> **What is required**
Every line of the records that contains the string "both" counts once; give the total and nothing else.

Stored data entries
****************

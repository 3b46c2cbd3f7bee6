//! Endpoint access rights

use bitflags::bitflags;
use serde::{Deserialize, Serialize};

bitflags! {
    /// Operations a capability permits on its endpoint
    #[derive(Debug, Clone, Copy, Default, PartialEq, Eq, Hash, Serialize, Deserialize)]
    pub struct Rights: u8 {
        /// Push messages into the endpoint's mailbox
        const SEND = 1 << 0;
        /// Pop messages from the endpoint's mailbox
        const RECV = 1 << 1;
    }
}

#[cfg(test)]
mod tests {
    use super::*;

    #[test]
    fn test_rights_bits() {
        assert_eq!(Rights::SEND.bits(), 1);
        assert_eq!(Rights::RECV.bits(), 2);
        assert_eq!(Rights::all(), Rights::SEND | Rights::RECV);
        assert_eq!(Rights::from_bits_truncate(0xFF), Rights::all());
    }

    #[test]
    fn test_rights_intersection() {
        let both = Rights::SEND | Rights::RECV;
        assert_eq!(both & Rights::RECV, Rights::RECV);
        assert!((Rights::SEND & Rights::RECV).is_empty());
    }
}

****************

> **Your response**
2